(Information):
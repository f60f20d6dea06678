//! Grid metadata for component variables.
//!
//! Only uniform rectilinear grids are described in detail. Dimensions follow the
//! row-major convention used for the values: the last dimension is `x`, the one before
//! it `y` and the one before that `z`.

use crate::errors::{CouplerError, CouplerResult};
use serde::{Deserialize, Serialize};
use std::fmt;

/// The geometry of the grid a variable is defined on
#[derive(Debug, Clone, Copy, PartialEq, Eq, Hash, Serialize, Deserialize)]
pub enum GridType {
    Scalar,
    Points,
    UniformRectilinear,
    Rectilinear,
    StructuredQuadrilateral,
    Unstructured,
}

impl fmt::Display for GridType {
    fn fmt(&self, f: &mut fmt::Formatter<'_>) -> fmt::Result {
        let name = match self {
            GridType::Scalar => "scalar",
            GridType::Points => "points",
            GridType::UniformRectilinear => "uniform_rectilinear",
            GridType::Rectilinear => "rectilinear",
            GridType::StructuredQuadrilateral => "structured_quadrilateral",
            GridType::Unstructured => "unstructured",
        };
        f.write_str(name)
    }
}

/// Axis selector for grid coordinates
#[derive(Debug, Clone, Copy, PartialEq, Eq)]
pub enum Axis {
    X,
    Y,
    Z,
}

impl Axis {
    /// Dimension of a grid of rank `rank` that holds this axis
    fn dimension(&self, rank: usize) -> Option<usize> {
        let offset = match self {
            Axis::X => 1,
            Axis::Y => 2,
            Axis::Z => 3,
        };
        rank.checked_sub(offset)
    }
}

/// A uniform rectilinear grid
///
/// Deserialized from the `[grid]` table of a component configuration:
///
/// ```toml
/// shape = [2, 3]
/// spacing = [1000.0, 1000.0]
/// origin = [0.0, 0.0]
/// ```
#[derive(Debug, Clone, PartialEq, Serialize, Deserialize)]
pub struct UniformGrid {
    shape: Vec<usize>,
    spacing: Vec<f64>,
    origin: Vec<f64>,
}

impl UniformGrid {
    pub fn new(shape: Vec<usize>, spacing: Vec<f64>, origin: Vec<f64>) -> CouplerResult<Self> {
        let grid = Self {
            shape,
            spacing,
            origin,
        };
        grid.validate()?;
        Ok(grid)
    }

    /// A grid with no dimensions, for scalar variables
    pub fn scalar() -> Self {
        Self {
            shape: vec![],
            spacing: vec![],
            origin: vec![],
        }
    }

    /// Check that the shape, spacing and origin describe the same number of dimensions
    pub fn validate(&self) -> CouplerResult<()> {
        if self.spacing.len() != self.shape.len() || self.origin.len() != self.shape.len() {
            return Err(CouplerError::Error(format!(
                "Grid shape {:?}, spacing {:?} and origin {:?} must have the same length",
                self.shape, self.spacing, self.origin
            )));
        }
        if self.shape.iter().any(|n| *n == 0) {
            return Err(CouplerError::Error(format!(
                "Grid shape {:?} has an empty dimension",
                self.shape
            )));
        }
        Ok(())
    }

    pub fn grid_type(&self) -> GridType {
        if self.shape.is_empty() {
            GridType::Scalar
        } else {
            GridType::UniformRectilinear
        }
    }

    pub fn shape(&self) -> &[usize] {
        &self.shape
    }

    pub fn spacing(&self) -> &[f64] {
        &self.spacing
    }

    pub fn origin(&self) -> &[f64] {
        &self.origin
    }

    pub fn rank(&self) -> usize {
        self.shape.len()
    }

    pub fn size(&self) -> usize {
        self.shape.iter().product()
    }

    /// Cell-centre coordinates along an axis
    ///
    /// Returns an error if the grid has too few dimensions for the axis.
    pub fn coordinates(&self, axis: Axis) -> CouplerResult<Vec<f64>> {
        let dim = axis.dimension(self.rank()).ok_or_else(|| {
            CouplerError::Error(format!(
                "A grid of rank {} has no {:?} coordinate",
                self.rank(),
                axis
            ))
        })?;
        let (origin, spacing) = (self.origin[dim], self.spacing[dim]);
        Ok((0..self.shape[dim])
            .map(|i| origin + (i as f64 + 0.5) * spacing)
            .collect())
    }
}
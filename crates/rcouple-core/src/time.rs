//! Time handling shared by components and the composite.
//!
//! Times are plain floating point values in the units reported by `time_units`.
//! Both a single component and the composite move between times in whole steps,
//! which is what [`plan_steps`] checks.

use crate::errors::{CouplerError, CouplerResult};
use serde::{Deserialize, Serialize};

pub type Time = f64;

/// Fraction of a step that two times may differ by and still be considered aligned.
const ALIGNMENT_TOLERANCE: f64 = 1e-9;

/// How to move from the current time to a target time.
#[derive(Debug, Clone, Copy, PartialEq, Eq)]
pub enum StepPlan {
    /// Already at the target
    Stay,
    /// Take this many steps forward
    Forward(usize),
    /// Go back this many steps
    Rewind(usize),
}

/// Determine how many whole steps separate `current` from `target`.
///
/// Returns an error if the step is not positive or if the target cannot be reached
/// using whole steps.
pub fn plan_steps(current: Time, target: Time, time_step: Time) -> CouplerResult<StepPlan> {
    if !(time_step.is_finite() && time_step > 0.0) {
        return Err(CouplerError::InvalidTimeStep(time_step));
    }

    let ratio = (target - current) / time_step;
    let steps = ratio.round();
    if !ratio.is_finite()
        || steps.abs() >= usize::MAX as f64
        || (ratio - steps).abs() > ALIGNMENT_TOLERANCE
    {
        return Err(CouplerError::TimeAlignment {
            current,
            target,
            time_step,
        });
    }

    Ok(match steps {
        s if s > 0.0 => StepPlan::Forward(s as usize),
        s if s < 0.0 => StepPlan::Rewind((-s) as usize),
        _ => StepPlan::Stay,
    })
}

/// Check that `target` does not lie past `end_time`
///
/// Rounding within [`ALIGNMENT_TOLERANCE`] of a step is accepted.
pub fn ensure_not_past_end(target: Time, end_time: Time, time_step: Time) -> CouplerResult<()> {
    if target.is_nan() || target - end_time > ALIGNMENT_TOLERANCE * time_step.abs() {
        return Err(CouplerError::BeyondEndTime { target, end_time });
    }
    Ok(())
}

fn default_time_units() -> String {
    "days since 1970-01-01 00:00:00".to_string()
}

/// The internal clock of a single component.
///
/// Deserialized directly from the `[time]` table of a component configuration.
/// The current time is derived from the number of steps taken so that repeated
/// stepping does not accumulate rounding error.
#[derive(Debug, Clone, PartialEq, Serialize, Deserialize)]
pub struct ModelClock {
    pub start_time: Time,
    pub end_time: Time,
    pub time_step: Time,
    #[serde(default = "default_time_units")]
    pub time_units: String,
    #[serde(default)]
    step_index: u64,
}

impl ModelClock {
    pub fn new(start_time: Time, end_time: Time, time_step: Time) -> Self {
        Self {
            start_time,
            end_time,
            time_step,
            time_units: default_time_units(),
            step_index: 0,
        }
    }

    pub fn with_units(mut self, time_units: impl Into<String>) -> Self {
        self.time_units = time_units.into();
        self
    }

    /// Check that the clock can be stepped
    pub fn validate(&self) -> CouplerResult<()> {
        if !(self.time_step.is_finite() && self.time_step > 0.0) {
            return Err(CouplerError::InvalidTimeStep(self.time_step));
        }
        if self.end_time < self.start_time {
            return Err(CouplerError::Error(format!(
                "End time {} is before start time {}",
                self.end_time, self.start_time
            )));
        }
        Ok(())
    }

    pub fn current_time(&self) -> Time {
        self.start_time + self.step_index as f64 * self.time_step
    }

    pub fn step_index(&self) -> u64 {
        self.step_index
    }

    pub fn advance(&mut self) {
        self.step_index += 1;
    }

    /// Restart the clock at its start time
    pub fn reset(&mut self) {
        self.step_index = 0;
    }
}
//! Helpers for writing component state files.
//!
//! All components of a composite share one state directory, so each component writes a
//! single file named after itself.

use crate::errors::{CouplerError, CouplerResult};
use serde::de::DeserializeOwned;
use serde::Serialize;
use std::fs;
use std::path::{Path, PathBuf};

/// Path of the state file for `component` inside `directory`
pub fn state_file(directory: &Path, component: &str) -> PathBuf {
    directory.join(format!("{component}.state.toml"))
}

/// Serialize `state` to a TOML file
pub fn write_state<T: Serialize>(path: &Path, state: &T) -> CouplerResult<()> {
    let contents = toml::to_string(state).map_err(|e| CouplerError::StateFormat {
        path: path.to_path_buf(),
        details: e.to_string(),
    })?;
    fs::write(path, contents).map_err(|source| CouplerError::Io {
        path: path.to_path_buf(),
        source,
    })
}

/// Deserialize state previously written with [`write_state`]
pub fn read_state<T: DeserializeOwned>(path: &Path) -> CouplerResult<T> {
    let contents = fs::read_to_string(path).map_err(|source| CouplerError::Io {
        path: path.to_path_buf(),
        source,
    })?;
    toml::from_str(&contents).map_err(|e| CouplerError::StateFormat {
        path: path.to_path_buf(),
        details: e.to_string(),
    })
}
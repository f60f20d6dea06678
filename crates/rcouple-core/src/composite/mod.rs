//! A composite runs several components as a single model.
//!
//! The composite is configured from a TOML file listing the components (`[models]`) and the
//! variables copied between them (`[exchanges]`).
//! Every update steps each component in registration order and, straight after a component
//! has stepped, copies the values it produced into the inputs of other components.
//! The composite keeps its own clock which moves by exactly one composite step per update.
//! A composite can also be moved to a target time, including a single step back in time.
//!
//! At the composite boundary, variables and attributes are addressed as
//! `<component id>/<name>`. Names whose component is not registered never cause a panic:
//! reads return `None` and writes follow the configured [`UnknownComponentPolicy`].
//!
//! [`UnknownComponentPolicy`]: crate::config::UnknownComponentPolicy

mod alignment;
mod clock;
mod router;
mod runtime;
mod types;

#[cfg(test)]
mod tests;

pub use clock::CompositeClock;
pub use runtime::Composite;
pub use types::CompositePhase;
//! Moving a composite to a requested time.

use crate::errors::{CouplerError, CouplerResult};
use crate::time::{ensure_not_past_end, plan_steps, StepPlan, Time};
use tracing::{debug, info};

use super::runtime::Composite;

impl Composite {
    /// Advance (or rewind a single step) to `time`
    ///
    /// `time` must be a whole number of composite steps away from the current time and must
    /// not lie past the composite end time. Moving forward repeats [`Composite::update`].
    /// Moving back one step resumes every component from the checkpoint taken before its last
    /// update, which is only possible if an update has happened since the last rewind.
    /// Nothing changes if the target cannot be reached.
    pub fn update_until(&mut self, time: Time) -> CouplerResult<()> {
        self.require_running("update until")?;
        let clock = self.clock()?;
        let (current, time_step) = (clock.current_time(), clock.time_step());
        ensure_not_past_end(time, clock.end_time, time_step)?;

        match plan_steps(current, time, time_step)? {
            StepPlan::Stay => Ok(()),
            StepPlan::Forward(steps) => {
                debug!(current_time = current, target = time, steps, "Stepping forward");
                for _ in 0..steps {
                    self.update()?;
                }
                Ok(())
            }
            StepPlan::Rewind(1) => self.resume_state(),
            StepPlan::Rewind(_) => Err(CouplerError::RewindTooFar {
                current,
                target: time,
                time_step,
            }),
        }
    }

    /// Undo the most recent update
    ///
    /// Every component resumes from the checkpoint taken before its last update and the
    /// composite clock moves back one step.
    pub fn resume_state(&mut self) -> CouplerResult<()> {
        self.require_running("resume state")?;
        if !self.rewind_available {
            return Err(CouplerError::RewindUnavailable);
        }

        let result = self
            .registry
            .iter_mut()
            .try_for_each(|registered| registered.component_mut().resume_state());
        self.record_failure(&result);
        result?;

        let clock = self.clock_mut()?;
        clock.rewind()?;
        let current_time = clock.current_time();
        self.rewind_available = false;
        info!(current_time, "Rewound composite by one step");
        Ok(())
    }

    /// Fractional steps are not supported by a composite
    pub fn update_frac(&mut self, _fraction: f64) -> CouplerResult<()> {
        Err(CouplerError::Unsupported("update_frac"))
    }
}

(Task requirements):
Pick every line from the listing holding the string "this", and copy it.

(Reply):
    /// Dimension of a grid of rank `rank` that holds this axis
    /// Take this many steps forward
    /// Go back this many steps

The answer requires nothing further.